RECORDS FOR PROCESSING:
BEGIN

// This software is provided for non-commercial use only.
// Commercial use is strictly prohibited.
// If you use, modify, or redistribute this software, you must provide proper attribution to the original author.
// (c) 2026 Onur Tuna. All rights reserved.

//! Pull-driven record and batch producers.
//!
//! Every producer is a plain [`Iterator`] over a snapshot of record keys and a
//! position that wraps modulo the key count. Nothing runs until the caller
//! pulls; dropping the iterator is cancellation; calling the constructor again
//! restarts from the first key.
//!
//! ```text
//! RecordSource ──keys──▶ RecordGen ──▶ BatchGen   {field → [v; batch_size]}
//!                            │
//!                            └──────▶ XyGen      ([X_k; ..], [Y_k; ..])
//! ```
//!
//! Unreadable records are logged and skipped; a producer only ends when a
//! whole lap over its keys yields nothing usable.

use std::collections::BTreeMap;
use std::fmt::Debug;

use rand::rngs::StdRng;
use rand::seq::SliceRandom;
use rand::SeedableRng;
use tracing::{debug, warn};

use crate::config::TrainingConfig;
use crate::error::{Result, TubError};
use crate::storage::record::{Record, Value};

/// One batch: field name → `batch_size` values.
pub type Batch = BTreeMap<String, Vec<Value>>;

/// `(X, Y)`: one column of `batch_size` values per requested key.
pub type XyBatch = (Vec<Vec<Value>>, Vec<Vec<Value>>);

/// Anything records can be pulled from by key.
pub trait RecordSource {
    type Key: Copy + Debug;

    /// Field names a batch covers when no keys are given.
    fn field_names(&self) -> Vec<String>;

    /// Keys of all readable records, in ascending order.
    fn readable_keys(&self) -> Vec<Self::Key>;

    fn read(&self, key: Self::Key) -> Result<Record>;
}

/// Infinite wraparound sequence of `(key, record)`.
pub struct RecordGen<'a, S: RecordSource> {
    source: &'a S,
    keys: Vec<S::Key>,
    pos: usize,
}

impl<'a, S: RecordSource> RecordGen<'a, S> {
    /// Iterate `keys` in the given order, wrapping after the last one.
    pub fn new(source: &'a S, keys: Vec<S::Key>) -> Self {
        Self { source, keys, pos: 0 }
    }

    pub fn keys(&self) -> &[S::Key] {
        &self.keys
    }
}

impl<S: RecordSource> Iterator for RecordGen<'_, S> {
    type Item = (S::Key, Record);

    fn next(&mut self) -> Option<Self::Item> {
        for _ in 0..self.keys.len() {
            let key = self.keys[self.pos];
            self.pos = (self.pos + 1) % self.keys.len();
            match self.source.read(key) {
                Ok(record) => return Some((key, record)),
                Err(e) => warn!(key = ?key, error = %e, "Skipping unreadable record"),
            }
        }
        None
    }
}

/// Infinite sequence of [`Batch`]es over consecutive wrapping records.
pub struct BatchGen<'a, S: RecordSource> {
    records: RecordGen<'a, S>,
    keys: Vec<String>,
    batch_size: usize,
}

impl<S: RecordSource> BatchGen<'_, S> {
    pub fn keys(&self) -> &[String] {
        &self.keys
    }
}

impl<S: RecordSource> Iterator for BatchGen<'_, S> {
    type Item = Batch;

    fn next(&mut self) -> Option<Batch> {
        let columns = fill_columns(&mut self.records, &self.keys, self.batch_size)?;
        Some(self.keys.iter().cloned().zip(columns).collect())
    }
}

/// Infinite sequence of [`XyBatch`]es for one side of a train/validation split.
pub struct XyGen<'a, S: RecordSource> {
    records: RecordGen<'a, S>,
    /// X keys followed by Y keys.
    keys: Vec<String>,
    x_len: usize,
    batch_size: usize,
}

impl<S: RecordSource> XyGen<'_, S> {
    /// Number of records this side of the split draws from.
    pub fn num_records(&self) -> usize {
        self.records.keys().len()
    }

    pub fn keys(&self) -> &[S::Key] {
        self.records.keys()
    }
}

impl<S: RecordSource> Iterator for XyGen<'_, S> {
    type Item = XyBatch;

    fn next(&mut self) -> Option<XyBatch> {
        let mut x = fill_columns(&mut self.records, &self.keys, self.batch_size)?;
        let y = x.split_off(self.x_len);
        Some((x, y))
    }
}

/// Pull records until `batch_size` of them hold every key. Records missing a
/// key are skipped.
fn fill_columns<S: RecordSource>(
    records: &mut RecordGen<'_, S>,
    keys: &[String],
    batch_size: usize,
) -> Option<Vec<Vec<Value>>> {
    let mut columns: Vec<Vec<Value>> = keys.iter().map(|_| Vec::with_capacity(batch_size)).collect();
    let mut filled = 0;
    let mut misses = 0;
    while filled < batch_size {
        let (key, record) = records.next()?;
        let row: Option<Vec<Value>> = keys.iter().map(|k| record.get(k).cloned()).collect();
        match row {
            Some(row) => {
                for (column, value) in columns.iter_mut().zip(row) {
                    column.push(value);
                }
                filled += 1;
                misses = 0;
            }
            None => {
                debug!(key = ?key, "Record lacks a requested field");
                misses += 1;
                if misses >= records.keys().len() {
                    warn!(keys = ?keys, "No record holds all requested fields");
                    return None;
                }
            }
        }
    }
    Some(columns)
}

/// Records of `source` in ascending key order, forever.
pub fn record_gen<S: RecordSource>(source: &S) -> RecordGen<'_, S> {
    RecordGen::new(source, source.readable_keys())
}

/// Batches of `batch_size` records. `keys = None` selects every field.
pub fn batch_gen<'a, S: RecordSource>(
    source: &'a S,
    batch_size: usize,
    keys: Option<&[&str]>,
) -> Result<BatchGen<'a, S>> {
    if batch_size == 0 {
        return Err(TubError::Config("batch_size must be > 0".into()));
    }
    let keys = match keys {
        Some(keys) => {
            let mut known = known_keys(source, keys)?;
            let mut seen = std::collections::HashSet::new();
            known.retain(|k| seen.insert(k.clone()));
            known
        }
        None => source.field_names(),
    };
    Ok(BatchGen { records: record_gen(source), keys, batch_size })
}

/// Training and validation `(X, Y)` producers over a seeded shuffle of the
/// readable records, split by `config.train_frac`.
pub fn train_val_gen<'a, S: RecordSource>(
    source: &'a S,
    x_keys: &[&str],
    y_keys: &[&str],
    config: &TrainingConfig,
) -> Result<(XyGen<'a, S>, XyGen<'a, S>)> {
    config.validate()?;
    let mut keys = known_keys(source, x_keys)?;
    keys.extend(known_keys(source, y_keys)?);

    let (train, val) = split_keys(source.readable_keys(), config.train_frac, config.seed);
    debug!(train = train.len(), val = val.len(), seed = config.seed, "Split records");

    let make = |split: Vec<S::Key>| XyGen {
        records: RecordGen::new(source, split),
        keys: keys.clone(),
        x_len: x_keys.len(),
        batch_size: config.batch_size,
    };
    Ok((make(train), make(val)))
}

/// Shuffle `keys` with `seed` and cut them into disjoint train/validation
/// sets. With two or more keys both sides get at least one.
pub fn split_keys<K>(mut keys: Vec<K>, train_frac: f64, seed: u64) -> (Vec<K>, Vec<K>) {
    keys.shuffle(&mut StdRng::seed_from_u64(seed));
    let n = keys.len();
    let n_train = if n < 2 {
        n
    } else {
        ((n as f64 * train_frac).round() as usize).clamp(1, n - 1)
    };
    let val = keys.split_off(n_train);
    (keys, val)
}

fn known_keys<S: RecordSource>(source: &S, keys: &[&str]) -> Result<Vec<String>> {
    let fields = source.field_names();
    keys.iter()
        .map(|k| {
            if fields.iter().any(|f| f == k) {
                Ok(k.to_string())
            } else {
                Err(TubError::UnknownField { field: k.to_string() })
            }
        })
        .collect()
}
// This software is provided for non-commercial use only.
// Commercial use is strictly prohibited.
// If you use, modify, or redistribute this software, you must provide proper attribution to the original author.
// (c) 2026 Onur Tuna. All rights reserved.

//! Tub handler: enumerates the tubs under a root directory and opens new
//! numbered tubs for recording sessions.
//!
//! New tubs are named `tub_<n>_<yy-mm-dd>`, where `<n>` is the smallest
//! number not already used by a `tub_<n>[_...]` directory under the root.

use std::collections::{BTreeMap, HashSet};
use std::fs;
use std::path::{Path, PathBuf};

use chrono::Local;
use tracing::info;

use crate::error::{Result, TubError};
use crate::storage::record::Schema;
use crate::storage::tub::{is_tub_dir, Tub};

const TUB_DIR_PREFIX: &str = "tub_";

/// Stateless view over a directory of tubs.
pub struct TubHandler {
    root: PathBuf,
}

impl TubHandler {
    /// Fails with [`TubError::RootMissing`] if `root` is not a directory.
    pub fn new(root: impl AsRef<Path>) -> Result<Self> {
        let root = root.as_ref();
        if !root.is_dir() {
            return Err(TubError::RootMissing { path: root.to_path_buf() });
        }
        Ok(TubHandler { root: root.to_path_buf() })
    }

    pub fn root(&self) -> &Path {
        &self.root
    }

    /// Subdirectories of the root that hold tub metadata, sorted by path.
    pub fn get_tub_list(&self) -> Result<Vec<PathBuf>> {
        let mut tubs: Vec<PathBuf> = self
            .subdirs()?
            .into_iter()
            .filter(|dir| is_tub_dir(dir))
            .collect();
        tubs.sort();
        Ok(tubs)
    }

    /// Smallest non-negative number not used by any `tub_<n>` directory.
    ///
    /// Directories without tub metadata still count as taken, so a number is
    /// never handed out for a path that already exists.
    pub fn next_tub_number(&self) -> Result<usize> {
        let used: HashSet<usize> = self
            .subdirs()?
            .iter()
            .filter_map(|dir| dir.file_name()?.to_str().and_then(tub_number))
            .collect();
        Ok((0..).find(|n| !used.contains(n)).unwrap_or_default())
    }

    /// Create a fresh tub at `root/tub_<next number>_<date>`.
    pub fn new_tub_writer(&self, schema: Schema) -> Result<Tub> {
        self.new_tub_writer_with_meta(schema, BTreeMap::new())
    }

    pub fn new_tub_writer_with_meta(
        &self,
        schema: Schema,
        user_meta: BTreeMap<String, String>,
    ) -> Result<Tub> {
        let number = self.next_tub_number()?;
        let date = Local::now().format("%y-%m-%d");
        let path = self.root.join(format!("{TUB_DIR_PREFIX}{number}_{date}"));
        let tub = Tub::create_with_meta(&path, schema, user_meta)?;
        info!(root = ?self.root, number, path = ?path, "New tub writer");
        Ok(tub)
    }

    fn subdirs(&self) -> Result<Vec<PathBuf>> {
        let mut dirs = Vec::new();
        for entry in fs::read_dir(&self.root)? {
            let entry = entry?;
            if entry.file_type()?.is_dir() {
                dirs.push(entry.path());
            }
        }
        Ok(dirs)
    }
}

/// `tub_7` and `tub_7_24-05-01` → 7.
fn tub_number(dir_name: &str) -> Option<usize> {
    dir_name
        .strip_prefix(TUB_DIR_PREFIX)?
        .split('_')
        .next()?
        .parse()
        .ok()
}
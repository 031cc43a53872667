use serde::{Deserialize, Serialize};

/// HTTP ingress configuration
#[derive(Debug, Clone, Deserialize, Serialize)]
#[serde(deny_unknown_fields)]
pub struct ApiIngressConfig {
    #[serde(default)]
    pub cors_enabled: bool,
    /// Upper bound for any request body, offline batches included.
    #[serde(default = "default_body_limit_bytes")]
    pub body_limit_bytes: usize,
}

impl Default for ApiIngressConfig {
    fn default() -> Self {
        Self {
            cors_enabled: false,
            body_limit_bytes: default_body_limit_bytes(),
        }
    }
}

fn default_body_limit_bytes() -> usize {
    2 * 1024 * 1024
}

END

Only a number is wanted here: how many lines of the records above contain "tubs".

ANSWER:
7